Most Read Contributor in South Africa, September 2016

The issue of a plain packaging requirement for tobacco products has been a hot topic since mid- 2012. That’s when the Australian High Court ruled that the Australian law that requires cigarette manufactures to sell their products in packages which contain little more than a prominent health warning and the brand name of the product in small and plain script – no stylizations, logos, colours, or any of the other identifying features typically associated with products. When the South African Health Minister, Aaron Motsoaledi, indicated that he would like to see similar legislation enacted in South Africa, there was an immediate reaction. This came in the form of warnings that such laws would amount to an unconstitutional expropriation of (intellectual) property, which would require the government to pay huge sums in compensation to cigarette manufacturers who had been deprived of their trade marks.

One of South Africa’s leading experts on intellectual property law, recently-retired Deputy President of the Supreme Court of Appeal, Louis Harms, has now waded into the debate. Harms delivered a paper at the University of Pretoria recently entitled ‘Plain Packaging and Its Impact on Trade Mark Law.’   Harms expressed his view regarding the proposed legislation by saying that: ‘I dislike the idea of living in a nanny state...we have to accept that the State has assumed the right or obligation to decide which desires are acceptable and that one should live one’s life according to its dictates... in that regard the doctrine of voluntary assumption of risk is dead.’ And he makes it clear that he thinks the threat extends beyond tobacco:  ‘On the horizon looms a potential threat to trade mark law in the form of plain packaging legislation... it will begin with tobacco products but there is a real likelihood that it will spread to other products.’

Harms traces the history of plain packaging and points out the World Health Organisation (WHO) Framework Convention on Tobacco Control says that member states must adopt effective measures to ensure that tobacco product packaging contains health warnings. The Guidelines that have been issued say that countries should consider adopting measures to restrict or prohibit the use of anything other than the brand name in conventional font (in other words logos, colours and the like) in an attempt to increase the noticeability of the health warning. Australia has adopted the Guidelines in its legislation and the Australian court has ruled that the law is constitutional because, even though trade marks are property, there has been no acquisition of that property despite the fact that cigarette companies' rights have been denuded. It said this ‘Taking involves deprivation of property seen from the perspective of its owner. Acquisition involves receipt of something seen from the perspective of the acquirer. Acquisition is therefore not made out by mere extinguishment of rights.’

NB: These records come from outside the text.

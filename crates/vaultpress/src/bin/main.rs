//! vaultpress CLI

use anyhow::{Context, Result};
use clap::{Parser, ValueEnum};
use std::path::{Path, PathBuf};
use vaultpress::{BuildConfig, ExportFormat, Settings, create_build_report, run, write_report};

/// Log output style
#[derive(Debug, Clone, Copy, PartialEq, Eq, ValueEnum)]
enum LogFormat {
    /// Plain lines on stderr
    Human,
    /// One JSON object per event, including tracing spans
    Json,
}

/// vaultpress - publish an Obsidian vault as a Zola site
#[derive(Parser, Debug)]
#[command(author, version, about, long_about = None)]
struct Args {
    /// Path to the exported Obsidian vault
    #[arg(long, env = "VAULT")]
    vault: PathBuf,

    /// Root of the Zola site skeleton to write into
    #[arg(long, env = "SITE_DIR", default_value = "build")]
    site: PathBuf,

    /// TOML file holding options under [build.environment] (e.g. netlify.toml)
    #[arg(long)]
    config: Option<PathBuf>,

    /// Local preview: leave ___KEY___ placeholders in the site untouched
    #[arg(long, action = clap::ArgAction::SetTrue)]
    local: bool,

    /// Write a build report to this file
    #[arg(long)]
    report: Option<PathBuf>,

    /// Build report format (json, csv)
    #[arg(long, default_value = "json")]
    report_format: ExportFormat,

    /// Log output style
    #[arg(long, value_enum, default_value = "human")]
    log_format: LogFormat,

    /// More output (-v debug, -vv trace)
    #[arg(short, long, action = clap::ArgAction::Count)]
    verbose: u8,

    /// Only warnings and errors
    #[arg(short, long, action = clap::ArgAction::SetTrue, conflicts_with = "verbose")]
    quiet: bool,
}

impl Args {
    fn level(&self) -> log::LevelFilter {
        if self.quiet {
            return log::LevelFilter::Warn;
        }
        match self.verbose {
            0 => log::LevelFilter::Info,
            1 => log::LevelFilter::Debug,
            _ => log::LevelFilter::Trace,
        }
    }
}

fn init_logging(format: LogFormat, level: log::LevelFilter) -> Result<()> {
    match format {
        LogFormat::Human => {
            simple_logger::SimpleLogger::new()
                .with_level(level)
                .with_utc_timestamps()
                .init()
                .context("Failed to initialize logger")?;
        }
        LogFormat::Json => {
            // RUST_LOG wins over -v/-q when set
            let filter = tracing_subscriber::EnvFilter::try_from_default_env()
                .unwrap_or_else(|_| tracing_subscriber::EnvFilter::new(level.as_str()));
            tracing_subscriber::fmt()
                .json()
                .with_env_filter(filter)
                .with_writer(std::io::stderr)
                .try_init()
                .map_err(|e| anyhow::anyhow!("Failed to initialize tracing: {}", e))?;
        }
    }
    Ok(())
}

fn expand(path: &Path) -> PathBuf {
    PathBuf::from(shellexpand::tilde(&path.to_string_lossy()).into_owned())
}

fn main() -> Result<()> {
    let args = Args::parse();
    init_logging(args.log_format, args.level())?;

    log::info!("vaultpress v{}", env!("CARGO_PKG_VERSION"));

    let config_file = args.config.as_deref().map(expand);
    let settings = Settings::load(config_file.as_deref()).context("Failed to load settings")?;

    let config = BuildConfig::builder(expand(&args.vault), expand(&args.site))
        .local(args.local)
        .build()
        .context("Invalid build paths")?;

    let summary = run(&config, &settings).with_context(|| {
        format!(
            "Build of {} into {} failed",
            config.vault_dir.display(),
            config.site_dir.display()
        )
    })?;

    if let Some(path) = args.report.as_deref() {
        let report = create_build_report(&config, &summary.outcome);
        write_report(&expand(path), &report, args.report_format)
            .context("Failed to write build report")?;
    }

    log::info!(
        "Done: {} pages, {} sections, {} resources",
        summary.outcome.pages,
        summary.outcome.sections,
        summary.outcome.resources
    );
    Ok(())
}
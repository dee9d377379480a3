//! Per-line text fixes applied after link rewriting.

use regex::Regex;
use std::borrow::Cow;
use std::sync::LazyLock;

/// A LaTeX `\\` at the end of a line, with optional trailing whitespace.
static LATEX_LINE_BREAK: LazyLock<Regex> =
    LazyLock::new(|| Regex::new(r"\\\\\s*$").expect("static pattern"));

/// Double a trailing LaTeX line break so it survives Markdown escaping.
///
/// ```
/// use vaultpress_parser::fix_latex_line_break;
///
/// assert_eq!(fix_latex_line_break(r"a = b \\  "), r"a = b \\\\");
/// assert_eq!(fix_latex_line_break("plain"), "plain");
/// ```
pub fn fix_latex_line_break(line: &str) -> Cow<'_, str> {
    LATEX_LINE_BREAK.replace(line, r"\\\\")
}

/// Split file content into lines without their terminators.
pub fn split_lines(content: &str) -> Vec<String> {
    content.lines().map(str::to_string).collect()
}

#[cfg(test)]
mod tests {
    use super::*;

    #[test]
    fn test_only_trailing_break_is_doubled() {
        assert_eq!(fix_latex_line_break(r"x \\ y"), r"x \\ y");
        assert_eq!(fix_latex_line_break(r"x \\"), r"x \\\\");
        assert_eq!(fix_latex_line_break("x \\\\\t"), r"x \\\\");
    }

    #[test]
    fn test_single_backslash_untouched() {
        assert_eq!(fix_latex_line_break(r"path\"), r"path\");
    }

    #[test]
    fn test_split_lines_handles_crlf() {
        assert_eq!(split_lines("a\r\nb\n"), vec!["a".to_string(), "b".to_string()]);
        assert!(split_lines("").is_empty());
    }
}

Harms then looks at whether similar legislation in South Africa would pass constitutional muster. In the process he discusses trade mark law in general terms, saying that he believes ‘a) that trade marks, as property, are entitled to protection; b) that they are valuable and socially and commercially important; but c) that no rights are absolute.’ In fact, as we now know from the Constitutional Court’s decision in the 2005 Laugh- It-Off case, trade marks can ‘be trumped by other rights.’  Harms discusses the fact that a plain packaging requirement  will affect the basic function of a trade mark, which is to serve as a badge of origin and avoid consumer confusion, as well as the  related advertising function of ‘acting as silent salesmen conveying psychological messages about the merit of the product.’ A plain packaging requirement will, Harms argues, affect these functions, because if a brand owner cannot use its trade mark in the way it wants to use it the trade mark loses distinctiveness, making it more difficult to prevent confusion.  A plain packaging requirement also impacts on the principle that a registered trade mark must be used to remain valid.

Notwithstanding this, Harms feels that plain packaging legislation will not contravene the expropriation provision of the Constitution, Art 25(1),  because it ‘does not deprive the trade mark owner of any trade mark right, but only regulates or limits the exercise of that right.’  Harms points to the fact that the Constitutional Court  refused BAT’s request for  leave to appeal the recent decision of the Supreme Court of Appeal that the ban on tobacco adverting is a justifiable limitation of the right of free expression. And he points out that trade mark law excuses non-use in cases of special circumstances: ‘As for being struck off the register, the Act has an inbuilt protection: a trade mark may not be removed on the ground of non-use if that was due to special circumstances in the trade and not to any intention not to use or to abandon the trade mark.’

Harms goes for a very different approach, suggesting that the government can’t afford to go the plain packaging route. He discusses the ‘tension between health and state income’, and  argues that, in the same way that the government seems loathe to ban alcohol advertising because of the economic impact that such a ban will have, so it will be very reluctant to give up the income it makes from tobacco. ‘The choice for governments appears to be between restriction and prohibition... Without being too cynical, the reason why (government does not ban tobacco) is because government does not wish to forego the resultant income. Our government, it would appear, earned R32 billion per annum on tobacco excise and related taxes before the increase announced on 27 February 2013.’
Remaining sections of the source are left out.